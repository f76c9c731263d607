//! Common test utilities for integration tests

use std::fs;
use std::path::Path;
use tokio::io::{AsyncReadExt, AsyncWriteExt};
use tokio::net::TcpListener;

/// Serves a single HTTP response on a local port and returns the URL to request.
///
/// The body is sent as `application/xml` without a charset.
#[allow(dead_code)]
pub async fn serve_once(status: &'static str, body: &str) -> String {
    serve_bytes(status, "application/xml", body.as_bytes().to_vec()).await
}

/// Serves raw `body` bytes with the given `Content-Type` on a local port.
///
/// The listener accepts exactly one connection, reads the request head and answers
/// with `status` and `body`, then closes the connection.
#[allow(dead_code)]
pub async fn serve_bytes(status: &'static str, content_type: &'static str, body: Vec<u8>) -> String {
    let listener = TcpListener::bind("127.0.0.1:0").await.unwrap();
    let addr = listener.local_addr().unwrap();

    tokio::spawn(async move {
        let (mut socket, _) = listener.accept().await.unwrap();
        let mut request = Vec::new();
        let mut buf = [0u8; 1024];
        loop {
            let n = socket.read(&mut buf).await.unwrap();
            if n == 0 {
                break;
            }
            request.extend_from_slice(&buf[..n]);
            if request.windows(4).any(|w| w == b"\r\n\r\n") {
                break;
            }
        }

        let head = format!(
            "HTTP/1.1 {status}\r\nContent-Type: {content_type}\r\nContent-Length: {}\r\nConnection: close\r\n\r\n",
            body.len()
        );
        socket.write_all(head.as_bytes()).await.unwrap();
        socket.write_all(&body).await.unwrap();
        let _ = socket.shutdown().await;
    });

    format!("http://{addr}/iso_3166-1_list_en.xml")
}

/// Client that ignores proxy environment variables so requests stay local.
#[allow(dead_code)]
pub fn local_client() -> reqwest::Client {
    reqwest::Client::builder().no_proxy().build().unwrap()
}

/// Helper function to create a test file, including parent directories
#[allow(dead_code)]
pub fn create_test_file(path: &Path, content: &str) {
    let parent = path.parent().unwrap();
    fs::create_dir_all(parent).unwrap();
    fs::write(path, content).unwrap();
}

/// Two-country document using short element names
#[allow(dead_code)]
pub const TWO_COUNTRY_XML: &str = r#"<?xml version="1.0" encoding="UTF-8"?>
<Countries>
  <Entry>
    <name>Germany</name>
    <code>DE</code>
  </Entry>
  <Entry>
    <name>France</name>
    <code>FR</code>
  </Entry>
</Countries>"#;

/// Document in the default ISO 3166-1 layout
#[allow(dead_code)]
pub const ISO_LIST_XML: &str = r#"<?xml version="1.0" encoding="UTF-8"?>
<ISO_3166-1_List_en xml:lang="en">
  <ISO_3166-1_Entry>
    <ISO_3166-1_Country_name>UNITED STATES</ISO_3166-1_Country_name>
    <ISO_3166-1_Alpha-2_Code_element>US</ISO_3166-1_Alpha-2_Code_element>
  </ISO_3166-1_Entry>
  <ISO_3166-1_Entry>
    <ISO_3166-1_Country_name>CANADA</ISO_3166-1_Country_name>
    <ISO_3166-1_Alpha-2_Code_element>CA</ISO_3166-1_Alpha-2_Code_element>
  </ISO_3166-1_Entry>
  <ISO_3166-1_Entry>
    <ISO_3166-1_Country_name>ALBANIA</ISO_3166-1_Country_name>
    <ISO_3166-1_Alpha-2_Code_element>AL</ISO_3166-1_Alpha-2_Code_element>
  </ISO_3166-1_Entry>
  <ISO_3166-1_Entry>
    <ISO_3166-1_Country_name>ZAMBIA</ISO_3166-1_Country_name>
    <ISO_3166-1_Alpha-2_Code_element>ZM</ISO_3166-1_Alpha-2_Code_element>
  </ISO_3166-1_Entry>
</ISO_3166-1_List_en>"#;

◆ What this task involves: The response should consist of the entries above, retyped exactly.

◆ Reply:
repository f76c9c731263d607
//! Common test utilities for integration tests

use std::fs;
use std::path::Path;
use tokio::io::{AsyncReadExt, AsyncWriteExt};
use tokio::net::TcpListener;

/// Serves a single HTTP response on a local port and returns the URL to request.
///
/// The body is sent as `application/xml` without a charset.
#[allow(dead_code)]
pub async fn serve_once(status: &'static str, body: &str) -> String {
    serve_bytes(status, "application/xml", body.as_bytes().to_vec()).await
}

/// Serves raw `body` bytes with the given `Content-Type` on a local port.
///
/// The listener accepts exactly one connection, reads the request head and answers
/// with `status` and `body`, then closes the connection.
#[allow(dead_code)]
pub async fn serve_bytes(status: &'static str, content_type: &'static str, body: Vec<u8>) -> String {
    let listener = TcpListener::bind("127.0.0.1:0").await.unwrap();
    let addr = listener.local_addr().unwrap();

    tokio::spawn(async move {
        let (mut socket, _) = listener.accept().await.unwrap();
        let mut request = Vec::new();
        let mut buf = [0u8; 1024];
        loop {
            let n = socket.read(&mut buf).await.unwrap();
            if n == 0 {
                break;
            }
            request.extend_from_slice(&buf[..n]);
            if request.windows(4).any(|w| w == b"\r\n\r\n") {
                break;
            }
        }

        let head = format!(
            "HTTP/1.1 {status}\r\nContent-Type: {content_type}\r\nContent-Length: {}\r\nConnection: close\r\n\r\n",
            body.len()
        );
        socket.write_all(head.as_bytes()).await.unwrap();
        socket.write_all(&body).await.unwrap();
        let _ = socket.shutdown().await;
    });

    format!("http://{addr}/iso_3166-1_list_en.xml")
}

/// Client that ignores proxy environment variables so requests stay local.
#[allow(dead_code)]
pub fn local_client() -> reqwest::Client {
    reqwest::Client::builder().no_proxy().build().unwrap()
}

/// Helper function to create a test file, including parent directories
#[allow(dead_code)]
pub fn create_test_file(path: &Path, content: &str) {
    let parent = path.parent().unwrap();
    fs::create_dir_all(parent).unwrap();
    fs::write(path, content).unwrap();
}

/// Two-country document using short element names
#[allow(dead_code)]
pub const TWO_COUNTRY_XML: &str = r#"<?xml version="1.0" encoding="UTF-8"?>
<Countries>
  <Entry>
    <name>Germany</name>
    <code>DE</code>
  </Entry>
  <Entry>
    <name>France</name>
    <code>FR</code>
  </Entry>
</Countries>"#;

/// Document in the default ISO 3166-1 layout
#[allow(dead_code)]
pub const ISO_LIST_XML: &str = r#"<?xml version="1.0" encoding="UTF-8"?>
<ISO_3166-1_List_en xml:lang="en">
  <ISO_3166-1_Entry>
    <ISO_3166-1_Country_name>UNITED STATES</ISO_3166-1_Country_name>
    <ISO_3166-1_Alpha-2_Code_element>US</ISO_3166-1_Alpha-2_Code_element>
  </ISO_3166-1_Entry>
  <ISO_3166-1_Entry>
    <ISO_3166-1_Country_name>CANADA</ISO_3166-1_Country_name>
    <ISO_3166-1_Alpha-2_Code_element>CA</ISO_3166-1_Alpha-2_Code_element>
  </ISO_3166-1_Entry>
  <ISO_3166-1_Entry>
    <ISO_3166-1_Country_name>ALBANIA</ISO_3166-1_Country_name>
    <ISO_3166-1_Alpha-2_Code_element>AL</ISO_3166-1_Alpha-2_Code_element>
  </ISO_3166-1_Entry>
  <ISO_3166-1_Entry>
    <ISO_3166-1_Country_name>ZAMBIA</ISO_3166-1_Country_name>
    <ISO_3166-1_Alpha-2_Code_element>ZM</ISO_3166-1_Alpha-2_Code_element>
  </ISO_3166-1_Entry>
</ISO_3166-1_List_en>"#;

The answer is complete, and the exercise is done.